Patient and method: Lymphoproliferative responses (LPR) were evaluated by incorporation of [3H]-thymidine. Cytokine production in culture (IFN- gamma, IL-5) was quantified using commercially available specific ELISA assays. T-cells subsets were determined by 3-color flow cytometry and thymic production of T-cells was assessed by quantification of TCR rearrangement excision circles (TRECs).

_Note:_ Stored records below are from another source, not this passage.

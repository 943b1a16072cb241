use std::time::{Duration, Instant};

use crate::motion::DeadlineSlot;

/// How long a rotation stays locked after it commits (the cycle animation
/// window). Further rotation triggers during the lock are dropped.
pub const CYCLE_DURATION: Duration = Duration::from_millis(420);

/// Lock window under the reduced-motion preference.
pub const REDUCED_CYCLE_DURATION: Duration = Duration::from_millis(40);

/// After a committed swipe, tap-activation on the same stage is ignored for
/// this long so the trailing synthetic click cannot open a link.
pub const SUPPRESS_WINDOW: Duration = Duration::from_millis(260);

/// Dominant-axis displacement that commits a swipe.
pub const SWIPE_TRIGGER_PX: f32 = 42.0;

/// Displacement on either axis beyond which a gesture counts as movement
/// rather than a tap.
pub const MOVE_TOLERANCE_PX: f32 = 10.0;

#[derive(Debug, Clone, Copy, PartialEq, Eq)]
pub enum Direction {
    Next,
    Prev,
}

/// What a finished gesture turned out to be.
#[derive(Debug, Clone, Copy, PartialEq, Eq)]
pub enum GestureOutcome {
    /// End event for a pointer we never tracked, or a moved gesture that
    /// stayed under the swipe threshold.
    Ignored,
    /// The pointer never exceeded the move tolerance; the caller should
    /// fall through to front-card activation.
    Tap,
    /// A swipe committed one rotation in this direction.
    Swiped(Direction),
}

#[derive(Debug, Clone, Copy)]
struct Gesture {
    pointer_id: u64,
    origin: (f32, f32),
    moved: bool,
}

/// Rotation engine for the fan deck.
///
/// Owns the rotation order (always a permutation of `0..card_count`), the
/// time-based rotation lock, the post-swipe suppress window, and the active
/// pointer gesture. All timing is deadline-based against a caller-supplied
/// `Instant` so the engine stays a pure state machine.
#[derive(Debug, Clone)]
pub struct DeckEngine {
    order: Vec<usize>,
    lock: DeadlineSlot,
    suppress: DeadlineSlot,
    gesture: Option<Gesture>,
    reduced_motion: bool,
}

impl DeckEngine {
    pub fn new(card_count: usize) -> Self {
        Self {
            order: (0..card_count).collect(),
            lock: DeadlineSlot::new(),
            suppress: DeadlineSlot::new(),
            gesture: None,
            reduced_motion: false,
        }
    }

    /// Current rotation order: slot position -> card index.
    pub fn order(&self) -> &[usize] {
        &self.order
    }

    /// Card index shown in the front slot.
    pub fn front(&self) -> usize {
        self.order[0]
    }

    pub fn set_reduced_motion(&mut self, reduced: bool) {
        self.reduced_motion = reduced;
    }

    pub fn is_locked(&self, now: Instant) -> bool {
        self.lock.is_active(now)
    }

    pub fn is_suppressed(&self, now: Instant) -> bool {
        self.suppress.is_active(now)
    }

    /// Apply exactly one rotation step. Dropped (returns false) while the
    /// lock window from a previous rotation is still active; otherwise arms
    /// a fresh lock, replacing any expired one.
    pub fn rotate(&mut self, direction: Direction, now: Instant) -> bool {
        if self.order.len() < 2 || self.lock.is_active(now) {
            return false;
        }

        let window = if self.reduced_motion {
            REDUCED_CYCLE_DURATION
        } else {
            CYCLE_DURATION
        };
        self.lock.arm(now, window);

        match direction {
            Direction::Next => self.order.rotate_left(1),
            Direction::Prev => self.order.rotate_right(1),
        }
        true
    }

    /// Gate front-card activation. Returns the link to open, or None when
    /// the card has no link or a suppress/lock window swallows the tap.
    pub fn activate_front<'a>(&self, link: Option<&'a str>, now: Instant) -> Option<&'a str> {
        if self.suppress.is_active(now) || self.lock.is_active(now) {
            return None;
        }
        link
    }

    /// Begin tracking a pointer. Only touch-like sources count, except in
    /// the compact viewport where mouse drags swipe too.
    pub fn pointer_down(&mut self, pointer_id: u64, x: f32, y: f32, touch_like: bool, compact: bool) {
        if !touch_like && !compact {
            return;
        }
        self.gesture = Some(Gesture {
            pointer_id,
            origin: (x, y),
            moved: false,
        });
    }

    /// Track displacement; flips `moved` once either axis leaves the tap
    /// tolerance. Events for other pointers are ignored.
    pub fn pointer_move(&mut self, pointer_id: u64, x: f32, y: f32) {
        let Some(gesture) = self.gesture.as_mut() else {
            return;
        };
        if gesture.pointer_id != pointer_id {
            return;
        }

        let dx = x - gesture.origin.0;
        let dy = y - gesture.origin.1;
        if dx.abs() > MOVE_TOLERANCE_PX || dy.abs() > MOVE_TOLERANCE_PX {
            gesture.moved = true;
        }
    }

    /// Finish a gesture (pointer up or cancel). A stationary gesture is a
    /// tap candidate; a dominant-axis displacement past the swipe threshold
    /// commits one rotation and arms the suppress window.
    pub fn pointer_end(&mut self, pointer_id: u64, x: f32, y: f32, now: Instant) -> GestureOutcome {
        let Some(gesture) = self.gesture else {
            return GestureOutcome::Ignored;
        };
        if gesture.pointer_id != pointer_id {
            return GestureOutcome::Ignored;
        }
        self.gesture = None;

        if !gesture.moved {
            return GestureOutcome::Tap;
        }

        let dx = x - gesture.origin.0;
        let dy = y - gesture.origin.1;
        let (abs_x, abs_y) = (dx.abs(), dy.abs());

        if abs_x.max(abs_y) < SWIPE_TRIGGER_PX {
            return GestureOutcome::Ignored;
        }

        self.suppress.arm(now, SUPPRESS_WINDOW);

        // Dragging left or up advances the deck, matching the fan motion.
        let dominant = if abs_x >= abs_y { dx } else { dy };
        let direction = if dominant < 0.0 {
            Direction::Next
        } else {
            Direction::Prev
        };

        if self.rotate(direction, now) {
            GestureOutcome::Swiped(direction)
        } else {
            GestureOutcome::Ignored
        }
    }
}

#[cfg(test)]
mod tests {
    use super::*;

    fn unlocked(start: Instant, cycles: u32) -> Instant {
        start + (CYCLE_DURATION + Duration::from_millis(10)) * cycles
    }

    #[test]
    fn test_rotate_next_moves_head_to_tail() {
        let now = Instant::now();
        let mut deck = DeckEngine::new(5);
        assert!(deck.rotate(Direction::Next, now));
        assert_eq!(deck.order(), &[1, 2, 3, 4, 0]);
    }

    #[test]
    fn test_rotate_prev_moves_tail_to_head() {
        let now = Instant::now();
        let mut deck = DeckEngine::new(5);
        assert!(deck.rotate(Direction::Prev, now));
        assert_eq!(deck.order(), &[4, 0, 1, 2, 3]);
    }

    #[test]
    fn test_n_rotations_equal_left_rotation_by_n() {
        let start = Instant::now();
        let mut deck = DeckEngine::new(5);
        for i in 0..7 {
            assert!(deck.rotate(Direction::Next, unlocked(start, i)));
        }
        let mut expected: Vec<usize> = (0..5).collect();
        expected.rotate_left(7 % 5);
        assert_eq!(deck.order(), expected.as_slice());
    }

    #[test]
    fn test_next_then_prev_restores_order() {
        let start = Instant::now();
        let mut deck = DeckEngine::new(5);
        assert!(deck.rotate(Direction::Next, unlocked(start, 0)));
        assert_eq!(deck.order(), &[1, 2, 3, 4, 0]);
        assert!(deck.rotate(Direction::Prev, unlocked(start, 1)));
        assert_eq!(deck.order(), &[0, 1, 2, 3, 4]);
    }

    #[test]
    fn test_rotate_during_lock_is_dropped() {
        let now = Instant::now();
        let mut deck = DeckEngine::new(5);
        assert!(deck.rotate(Direction::Next, now));
        assert!(!deck.rotate(Direction::Next, now + Duration::from_millis(100)));
        assert!(!deck.rotate(Direction::Prev, now + Duration::from_millis(200)));
        assert_eq!(deck.order(), &[1, 2, 3, 4, 0]);
    }

    #[test]
    fn test_dropped_rotate_does_not_extend_lock() {
        let now = Instant::now();
        let mut deck = DeckEngine::new(5);
        assert!(deck.rotate(Direction::Next, now));
        // A dropped call late in the window must not re-arm the lock.
        assert!(!deck.rotate(Direction::Next, now + Duration::from_millis(400)));
        assert!(!deck.is_locked(now + Duration::from_millis(421)));
    }

    #[test]
    fn test_reduced_motion_shortens_lock() {
        let now = Instant::now();
        let mut deck = DeckEngine::new(5);
        deck.set_reduced_motion(true);
        assert!(deck.rotate(Direction::Next, now));
        assert!(deck.is_locked(now + Duration::from_millis(30)));
        assert!(deck.rotate(Direction::Next, now + Duration::from_millis(50)));
    }

    #[test]
    fn test_activate_front_passes_link_through() {
        let now = Instant::now();
        let deck = DeckEngine::new(5);
        assert_eq!(deck.activate_front(Some("https://example.com"), now), Some("https://example.com"));
    }

    #[test]
    fn test_activate_front_without_link_is_noop() {
        let now = Instant::now();
        let deck = DeckEngine::new(5);
        assert_eq!(deck.activate_front(None, now), None);
    }

    #[test]
    fn test_activate_front_blocked_while_locked() {
        let now = Instant::now();
        let mut deck = DeckEngine::new(5);
        deck.rotate(Direction::Next, now);
        assert_eq!(deck.activate_front(Some("x"), now + Duration::from_millis(10)), None);
    }

    #[test]
    fn test_small_drag_is_tap_candidate() {
        let now = Instant::now();
        let mut deck = DeckEngine::new(5);
        deck.pointer_down(7, 100.0, 100.0, true, false);
        deck.pointer_move(7, 104.0, 103.0);
        assert_eq!(deck.pointer_end(7, 104.0, 103.0, now), GestureOutcome::Tap);
        assert_eq!(deck.order(), &[0, 1, 2, 3, 4]);
        assert!(!deck.is_suppressed(now));
    }

    #[test]
    fn test_swipe_left_rotates_next_and_suppresses() {
        let now = Instant::now();
        let mut deck = DeckEngine::new(5);
        deck.pointer_down(7, 200.0, 100.0, true, false);
        deck.pointer_move(7, 150.0, 100.0);
        let outcome = deck.pointer_end(7, 150.0, 100.0, now);

        assert_eq!(outcome, GestureOutcome::Swiped(Direction::Next));
        assert_eq!(deck.order(), &[1, 2, 3, 4, 0]);
        assert!(deck.is_suppressed(now + Duration::from_millis(250)));
        assert!(!deck.is_suppressed(now + Duration::from_millis(260)));
        // The trailing tap is swallowed.
        assert_eq!(deck.activate_front(Some("x"), now + Duration::from_millis(100)), None);
    }

    #[test]
    fn test_swipe_right_rotates_prev() {
        let now = Instant::now();
        let mut deck = DeckEngine::new(5);
        deck.pointer_down(1, 100.0, 100.0, true, false);
        deck.pointer_move(1, 160.0, 110.0);
        assert_eq!(deck.pointer_end(1, 160.0, 110.0, now), GestureOutcome::Swiped(Direction::Prev));
        assert_eq!(deck.order(), &[4, 0, 1, 2, 3]);
    }

    #[test]
    fn test_vertical_swipe_uses_dominant_axis() {
        let now = Instant::now();
        let mut deck = DeckEngine::new(5);
        deck.pointer_down(1, 100.0, 200.0, true, false);
        deck.pointer_move(1, 110.0, 140.0);
        assert_eq!(deck.pointer_end(1, 110.0, 140.0, now), GestureOutcome::Swiped(Direction::Next));
    }

    #[test]
    fn test_moved_but_below_swipe_threshold_does_nothing() {
        let now = Instant::now();
        let mut deck = DeckEngine::new(5);
        deck.pointer_down(3, 100.0, 100.0, true, false);
        deck.pointer_move(3, 120.0, 100.0);
        assert_eq!(deck.pointer_end(3, 120.0, 100.0, now), GestureOutcome::Ignored);
        assert_eq!(deck.order(), &[0, 1, 2, 3, 4]);
        assert!(!deck.is_suppressed(now));
    }

    #[test]
    fn test_end_for_untracked_pointer_ignored() {
        let now = Instant::now();
        let mut deck = DeckEngine::new(5);
        assert_eq!(deck.pointer_end(42, 0.0, 0.0, now), GestureOutcome::Ignored);

        deck.pointer_down(1, 100.0, 100.0, true, false);
        assert_eq!(deck.pointer_end(2, 300.0, 100.0, now), GestureOutcome::Ignored);
        // The original gesture is still live for its own pointer.
        deck.pointer_move(1, 40.0, 100.0);
        assert_eq!(deck.pointer_end(1, 40.0, 100.0, now), GestureOutcome::Swiped(Direction::Next));
    }

    #[test]
    fn test_mouse_drag_ignored_on_desktop_but_tracked_in_compact() {
        let now = Instant::now();
        let mut deck = DeckEngine::new(5);

        deck.pointer_down(0, 200.0, 100.0, false, false);
        assert_eq!(deck.pointer_end(0, 100.0, 100.0, now), GestureOutcome::Ignored);
        assert_eq!(deck.order(), &[0, 1, 2, 3, 4]);

        deck.pointer_down(0, 200.0, 100.0, false, true);
        deck.pointer_move(0, 100.0, 100.0);
        assert_eq!(deck.pointer_end(0, 100.0, 100.0, now), GestureOutcome::Swiped(Direction::Next));
    }

    #[test]
    fn test_swipe_during_lock_arms_suppress_but_drops_rotation() {
        let now = Instant::now();
        let mut deck = DeckEngine::new(5);
        deck.rotate(Direction::Next, now);

        deck.pointer_down(1, 200.0, 100.0, true, false);
        deck.pointer_move(1, 100.0, 100.0);
        let mid_lock = now + Duration::from_millis(100);
        assert_eq!(deck.pointer_end(1, 100.0, 100.0, mid_lock), GestureOutcome::Ignored);
        assert_eq!(deck.order(), &[1, 2, 3, 4, 0]);
    }
}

Results: We present a vertically HIV-1-infected child at clinical category C, with long-standing CD4+ T-cells below 50/l, who was monitored during 3-years after starting HAART by quantifying the viral load (VL), naïve, memory, and activated T-cell subsets, and thymical function as well as clinical events. VL was suppressed to undetectable levels since the beginning of HAART with d4T, 3TC, nelfinavir, and efavirenz resulting in a dramatic immune reconstitution, achieving normal CD4+ T-cells counts after 6 months (25%, 597 CD4+ T-cells/l) and perdurable undetectable VL levels. Naïve CD4 and CD8 T-cells increased in parallel to TCR rearrangement excision circles (TRECs) levels, with a concomitant decrease in T-cell activation markers. Interestingly, the patient showed an increase in the lymphoproliferative responses to PHA; the IFN-gamma production by PBMCs increased with HAART while the production of IL-5 diminished, thus indicating a switch of type 2 to type 1 response. He recovered clinically and immunologically (up to normal levels) and remains asymptomatic at present.
Conclusion: This report demonstrates that at least in these children, an immune and clinical recovery from an advanced stage of HIV-disease can be possible throught HAART.